Washington lance l’offensive pour réduire le coût des médicaments – .

Washington lance l’offensive pour réduire le coût des médicaments – .
Washington lance l’offensive pour réduire le coût des médicaments – .

C’est un marqueur politique pour les démocrates. Le prix de l’insuline est désormais plafonné à 35 dollars par mois aux États-Unis. La promesse électorale du président Joe Biden est devenue réalité depuis le Nouvel An, et l’hôte de la Maison Blanche n’hésite pas à la rappeler au fil de ses interventions publiques. Cette mesure plébiscitée par le grand public n’est cependant que la partie visible d’un projet plus vaste, visant à renforcer la « Sécurité sociale » fédérale, votée en août dans le cadre de la loi sur la réduction de l’inflation.

Selon une étude publiée dans Annals of Internal Medicine en novembre, au moins 1,3 million de personnes, soit 16,5 % des adultes qui prennent de l’insuline, se rationnent pour moins dépenser. Le plafonnement de l’insuline leur permettra de mieux suivre leur prescription, ce qui leur évitera des hospitalisations et des complications coûteuses. Le coût de cette mesure pour le budget fédéral est estimé à un peu plus de 5 milliards de dollars sur dix ans.

Ce ne sera pas une révolution. La mesure était réservée aux personnes âgées, via le programme fédéral Medicare. Ils paient maintenant en moyenne 54 $ par mois de leur poche, avec des factures extrêmes. Les remboursements varient en fait en fonction du contrat de chaque État avec Medicare. Certains seniors tombent dans ce que les Américains appellent le « donut hole » : les remboursements de la Sécurité sociale diminuent à partir d’un seuil fixé pour encourager la modération des dépenses, et augmentent à nouveau lorsque les paiements directs deviennent « catastrophiques ». Les perdants sont entre les deux.

Tous les seniors seront désormais protégés contre ce « trou de beignet ». De plus, leurs dépenses globales en médicaments seront plafonnées à 2 000 $ par année à compter de 2025.

Un système inflationniste

Mais la portée de la mesure sur l’insuline est limitée à deux égards. Premièrement, les patients de moins de 65 ans ne sont pas concernés, contrairement à ce que souhaitait Joe Biden. Ce n’est pas forcément un problème pour les familles les plus pauvres, soutenues par le programme fédéral Medicaid. Cela peut concerner des patients non assurés aux revenus modestes, même si les laboratoires producteurs comme Sanofi ont mis en place des programmes caritatifs à la demande. Reste le cas des salariés et des actifs : l’an dernier, 20 % des adhérents à une couverture santé privée, généralement prise en charge par l’employeur, avaient un solde restant dû supérieur à 35 dollars, selon Iqvia.

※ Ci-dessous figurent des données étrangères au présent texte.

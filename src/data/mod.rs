/*
 * @Description  : 训练数据：图像批次来源与风格图的边缘平滑预处理
 */

mod error;
pub mod smooth;
mod source;

pub use error::DataError;
pub use smooth::{edge_smooth_dir, smooth_edges};
pub use source::{ImageBatch, ImageFolder, ImageSource, TensorSource};
/*
 * @Description  : 感知损失：内容损失与基于Gram矩阵的风格损失（均在特征空间上计算）
 */

use super::LossTerm;
use crate::errors::{Operator, TensorError};
use crate::tensor::Tensor;
use ndarray::{Array3, Axis, Ix4};

fn sign(x: f32) -> f32 {
    if x > 0.0 {
        1.0
    } else if x < 0.0 {
        -1.0
    } else {
        0.0
    }
}

/// mean(|fake - real|)，梯度对`fake`
fn l1(real: &Tensor, fake: &Tensor, context: &str) -> Result<LossTerm, TensorError> {
    TensorError::check_same_shape(context, real.shape(), fake.shape())?;
    let n = fake.size().max(1) as f32;
    let diff = fake.zip_map(real, Operator::Sub, |f, r| f - r)?;
    Ok(LossTerm {
        value: diff.abs().sum() / n,
        grad: diff.map(|d| sign(d) / n),
    })
}

/// 内容损失：真实照片特征与生成图特征的L1距离
pub fn content_loss(real_features: &Tensor, fake_features: &Tensor) -> Result<LossTerm, TensorError> {
    l1(real_features, fake_features, "内容损失的特征")
}

fn as_nhwc<'a>(x: &'a Tensor, context: &str) -> Result<ndarray::ArrayView4<'a, f32>, TensorError> {
    TensorError::check_dims(context, x.shape(), 4)?;
    x.view().into_dimensionality::<Ix4>().map_err(|_| TensorError::DimensionMismatch {
        context: context.to_string(),
        expected: 4,
        got: x.dimension(),
    })
}

/// 将单个样本[H, W, C]展平为[H·W, C]
fn flatten_sample(x: ndarray::ArrayView3<'_, f32>) -> ndarray::Array2<f32> {
    let (_, w, c) = x.dim();
    let rows = x.len() / c.max(1);
    ndarray::Array2::from_shape_fn((rows, c), |(i, ch)| x[[i / w, i % w, ch]])
}

/// Gram 矩阵：对每个样本计算 XᵀX / (H·W·C)，X为展平后的[H·W, C]特征。输出形状[N, C, C]
pub fn gram(features: &Tensor) -> Result<Tensor, TensorError> {
    let x = as_nhwc(features, "Gram 矩阵的输入 [batch, H, W, C]")?;
    let (n, h, w, c) = x.dim();
    let scale = (h * w * c).max(1) as f32;
    let mut out = Array3::<f32>::zeros((n, c, c));
    for (bi, sample) in x.axis_iter(Axis(0)).enumerate() {
        let flat = flatten_sample(sample);
        let g = flat.t().dot(&flat) / scale;
        out.index_axis_mut(Axis(0), bi).assign(&g);
    }
    Ok(Tensor::from_array(out.into_dyn()))
}

/// 风格损失：风格图（灰度）特征与生成图特征的Gram矩阵之间的L1距离，梯度对`fake_features`
pub fn style_loss(style_features: &Tensor, fake_features: &Tensor) -> Result<LossTerm, TensorError> {
    TensorError::check_same_shape("风格损失的特征", style_features.shape(), fake_features.shape())?;
    let gram_style = gram(style_features)?;
    let gram_fake = gram(fake_features)?;
    // 先求对 Gram(fake) 的梯度 D，再由 G = XᵀX/s 得 dX = X(D + Dᵀ)/s
    let gram_term = l1(&gram_style, &gram_fake, "Gram 矩阵")?;

    let x = as_nhwc(fake_features, "风格损失的特征")?;
    let (n, h, w, c) = x.dim();
    let scale = (h * w * c).max(1) as f32;
    let d = gram_term
        .grad
        .view()
        .into_dimensionality::<ndarray::Ix3>()
        .map_err(|_| TensorError::DimensionMismatch {
            context: "Gram 矩阵的梯度".to_string(),
            expected: 3,
            got: gram_term.grad.dimension(),
        })?;

    let mut grad = Vec::with_capacity(n * h * w * c);
    for (sample, d_sample) in x.axis_iter(Axis(0)).zip(d.axis_iter(Axis(0))) {
        let flat = flatten_sample(sample);
        let sym: ndarray::Array2<f32> = &d_sample + &d_sample.t();
        let dx = flat.dot(&sym) / scale;
        grad.extend(dx.iter().copied());
    }
    Ok(LossTerm {
        value: gram_term.value,
        grad: Tensor::from_vec(grad, fake_features.shape())?,
    })
}
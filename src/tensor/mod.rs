/*
 * @Description  : 张量：对`ndarray`动态维数组的轻量封装。
 *                 本库中图像批次一律采用NHWC布局（[batch, 高, 宽, 通道]），像素值归一化到[-1, 1]。
 */

use ndarray::{Array, ArrayD, IxDyn};
use rand::Rng;
use rand::distributions::{Distribution, Uniform};
use serde::{Deserialize, Serialize};

use crate::errors::TensorError;

mod image;
mod ops;
mod property;

#[cfg(test)]
mod tests;

/// 定义张量的结构体。其可以是标量、向量、矩阵或更高维度的数组。
/// 注：只要通Tensor初始化的都是张量（即使标量也是张量）；
/// 而通常意义上的数字（类型为usize、i32、f64等）就只是纯数（number），在这里不被认为是张量。
#[derive(Debug, Clone, PartialEq, Serialize, Deserialize)]
pub struct Tensor {
    data: ArrayD<f32>,
}

impl Tensor {
    /// 创建一个张量，`data`的长度必须和`shape`中所有元素的乘积相等，否则panic。
    /// 库内部由计算得到的数据请使用[`Tensor::from_vec`]。
    pub fn new(data: &[f32], shape: &[usize]) -> Tensor {
        match Self::from_vec(data.to_vec(), shape) {
            Ok(tensor) => tensor,
            Err(e) => panic!("{e}"),
        }
    }

    /// 由拥有所有权的数据创建张量，长度与形状不符时返回错误
    pub fn from_vec(data: Vec<f32>, shape: &[usize]) -> Result<Tensor, TensorError> {
        let len = data.len();
        let data = Array::from_shape_vec(IxDyn(shape), data).map_err(|_| {
            TensorError::DataLengthMismatch {
                len,
                shape: shape.to_vec(),
            }
        })?;
        Ok(Tensor { data })
    }

    pub fn from_array(data: ArrayD<f32>) -> Tensor {
        Tensor { data }
    }

    pub fn zeros(shape: &[usize]) -> Tensor {
        Tensor {
            data: ArrayD::zeros(IxDyn(shape)),
        }
    }

    pub fn ones(shape: &[usize]) -> Tensor {
        Self::full(1.0, shape)
    }

    pub fn full(value: f32, shape: &[usize]) -> Tensor {
        Tensor {
            data: ArrayD::from_elem(IxDyn(shape), value),
        }
    }

    /// 创建一个随机张量，其值服从[min, max)上的均匀分布。
    /// 随机源由调用方传入，以便训练过程可通过种子复现。
    pub fn uniform<R: Rng + ?Sized>(min: f32, max: f32, shape: &[usize], rng: &mut R) -> Tensor {
        let dist = Uniform::new(min, max);
        Tensor {
            data: ArrayD::from_shape_fn(IxDyn(shape), |_| dist.sample(rng)),
        }
    }

    /// 创建一个服从正态分布的随机张量（Box-Muller变换）
    pub fn normal<R: Rng + ?Sized>(mean: f32, std_dev: f32, shape: &[usize], rng: &mut R) -> Tensor {
        let dist = Uniform::new(f32::EPSILON, 1.0);
        let data = ArrayD::from_shape_fn(IxDyn(shape), |_| {
            let u1 = dist.sample(rng);
            let u2 = dist.sample(rng);
            let r = (-2.0 * u1.ln()).sqrt();
            mean + std_dev * r * (2.0 * std::f32::consts::PI * u2).cos()
        });
        Tensor { data }
    }

    /// 沿首个维度将形状一致的张量堆叠成一个批次
    pub fn stack(tensors: &[Tensor]) -> Result<Tensor, TensorError> {
        let first = tensors.first().ok_or(TensorError::EmptyList)?;
        for t in tensors {
            TensorError::check_same_shape("堆叠张量", first.shape(), t.shape())?;
        }
        let views = tensors.iter().map(|t| t.data.view()).collect::<Vec<_>>();
        let data = ndarray::stack(ndarray::Axis(0), &views).map_err(|_| {
            TensorError::ShapeMismatch {
                context: "堆叠张量".to_string(),
                expected: first.shape().to_vec(),
                got: vec![],
            }
        })?;
        Ok(Tensor { data })
    }
}
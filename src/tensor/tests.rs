use approx::assert_abs_diff_eq;
use rand::SeedableRng;
use rand::rngs::StdRng;

use crate::errors::{Operator, TensorError};
use crate::tensor::Tensor;

#[test]
fn test_new_and_from_vec() {
    let t = Tensor::new(&[1., 2., 3., 4., 5., 6.], &[2, 3]);
    assert_eq!(t.shape(), &[2, 3]);
    assert_eq!(t.size(), 6);
    assert_eq!(t.batch_size(), 2);

    let err = Tensor::from_vec(vec![1., 2., 3.], &[2, 2]).unwrap_err();
    assert_eq!(
        err,
        TensorError::DataLengthMismatch {
            len: 3,
            shape: vec![2, 2]
        }
    );
}

#[test]
#[should_panic]
fn test_new_with_wrong_length_panics() {
    Tensor::new(&[1., 2., 3.], &[2, 2]);
}

#[test]
fn test_seeded_random_is_reproducible() {
    let mut rng_1 = StdRng::seed_from_u64(7);
    let mut rng_2 = StdRng::seed_from_u64(7);
    let a = Tensor::uniform(0., 1., &[4, 4], &mut rng_1);
    let b = Tensor::uniform(0., 1., &[4, 4], &mut rng_2);
    assert_eq!(a, b);
    assert!(a.to_vec().iter().all(|&x| (0.0..1.0).contains(&x)));

    let n = Tensor::normal(0., 0.02, &[64, 64], &mut rng_1);
    assert!(n.is_finite());
    assert!(n.mean().abs() < 0.01);
    assert!((n.std_dev() - 0.02).abs() < 0.005);
}

#[test]
fn test_arithmetic_and_broadcast() {
    let a = Tensor::new(&[1., 2., 3., 4.], &[2, 2]);
    let b = Tensor::new(&[10., 20.], &[1, 2]);
    assert_eq!(&a + &b, Tensor::new(&[11., 22., 13., 24.], &[2, 2]));
    assert_eq!(&a - 1.0, Tensor::new(&[0., 1., 2., 3.], &[2, 2]));
    assert_eq!(2.0 * &a, Tensor::new(&[2., 4., 6., 8.], &[2, 2]));
    assert_eq!(-&a, Tensor::new(&[-1., -2., -3., -4.], &[2, 2]));

    let mut c = a.clone();
    c += &a;
    c *= 0.5;
    assert_eq!(c, a);
}

#[test]
#[should_panic]
fn test_incompatible_shapes_panic() {
    let a = Tensor::zeros(&[2, 3]);
    let b = Tensor::zeros(&[2, 2]);
    let _ = &a + &b;
}

#[test]
fn test_zip_map_reports_shape_mismatch() {
    let a = Tensor::zeros(&[2, 3]);
    let b = Tensor::zeros(&[3, 2]);
    let err = a.zip_map(&b, Operator::Sub, |x, y| x - y).unwrap_err();
    assert!(matches!(
        err,
        TensorError::OperatorError {
            operator: Operator::Sub,
            ..
        }
    ));
}

#[test]
fn test_statistics() {
    let t = Tensor::new(&[1., 2., 3., 4.], &[4]);
    assert_abs_diff_eq!(t.sum(), 10.0);
    assert_abs_diff_eq!(t.mean(), 2.5);
    assert_abs_diff_eq!(t.variance(), 1.25);
    assert_abs_diff_eq!(t.sum_squares(), 30.0);
    assert_abs_diff_eq!(t.max_abs(), 4.0);
    assert_abs_diff_eq!(t.dot_sum(&t).unwrap(), 30.0);
    assert!(!Tensor::new(&[1., f32::NAN], &[2]).is_finite());
    assert!(!Tensor::new(&[f32::INFINITY], &[1]).is_finite());
}

#[test]
fn test_per_sample_operations() {
    let t = Tensor::new(&[3., 4., 0., 1.], &[2, 1, 2]);
    assert_eq!(t.per_sample_l2_norm(), vec![5.0, 1.0]);

    let scaled = t.scale_per_sample(&[2.0, -1.0]).unwrap();
    assert_eq!(scaled, Tensor::new(&[6., 8., -0., -1.], &[2, 1, 2]));
    assert!(t.scale_per_sample(&[1.0]).is_err());

    let second = t.sample(1).unwrap();
    assert_eq!(second, Tensor::new(&[0., 1.], &[1, 1, 2]));
    assert!(t.sample(2).is_err());

    let stacked = Tensor::stack(&[t.clone(), t.clone()]).unwrap();
    assert_eq!(stacked.shape(), &[2, 2, 1, 2]);
    assert_eq!(Tensor::stack(&[]).unwrap_err(), TensorError::EmptyList);
}

#[test]
fn test_image_conversion() {
    let mut image = image::RgbImage::new(2, 1);
    image.put_pixel(0, 0, image::Rgb([0, 255, 128]));
    image.put_pixel(1, 0, image::Rgb([255, 0, 0]));

    let t = Tensor::from_rgb_image(&image);
    assert_eq!(t.shape(), &[1, 2, 3]);
    assert_abs_diff_eq!(t.to_vec()[0], -1.0);
    assert_abs_diff_eq!(t.to_vec()[1], 1.0);

    let back = t.to_rgb_image().unwrap();
    assert_eq!(back, image);

    // 带批维度也可转换，超出值域会被截断
    let batch = Tensor::new(&[2.0, -3.0, 0.0], &[1, 1, 1, 3]);
    let pixel = *batch.to_rgb_image().unwrap().get_pixel(0, 0);
    assert_eq!(pixel, image::Rgb([255, 0, 128]));

    let gray = image::GrayImage::from_raw(1, 1, vec![255]).unwrap();
    assert_eq!(Tensor::from_gray_image(&gray), Tensor::ones(&[1, 1, 3]));

    assert!(Tensor::zeros(&[2, 2]).to_rgb_image().is_err());
}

Plus généralement, et c’est la deuxième limite, les prix pratiqués par les laboratoires et les assureurs n’étant pas plafonnés, les failles inflationnistes du système de santé américain ne sont nullement déjouées. Mais ce que l’administration Biden voulait, c’était précisément freiner l’emballement du prix des médicaments.

Cet objectif est partiellement atteint grâce à une autre disposition : depuis janvier, les laboratoires qui augmentent les prix de leurs médicaments plus vite que l’inflation doivent automatiquement proposer des remises. À l’origine, il y avait aussi des rabais pour les assurances privées.

Un parfum d’Europe

Mais la mesure la plus susceptible de transformer le système de santé américain viendra plus tard, en 2026. L’État fédéral pourra négocier les prix de certains médicaments dans le cadre du Medicare, comme le font la Sécurité sociale en France ou les assureurs privés. aux Etats-Unis. Jusqu’à présent, il était soumis à une obligation de « non-ingérence » dans les négociations entre laboratoires, assureurs, employeurs, et devait payer 106 % du prix moyen constaté sur le marché.

Il commencera par dix médicaments sur ordonnance, matures, coûtant au moins 200 millions de dollars par an à Medicare, sans génériques ni biosimilaires. Le but n’est pas d’étouffer l’innovation. La sélection de ces molécules débutera cette année, et la négociation du ministère de la Santé avec les laboratoires débutera en octobre. Les plafonds tarifaires seront publiés en septembre 2024, avec des sanctions dissuasives pour les récalcitrants. Il y a un parfum d’Europe dans cette réforme du coûteux système de santé américain.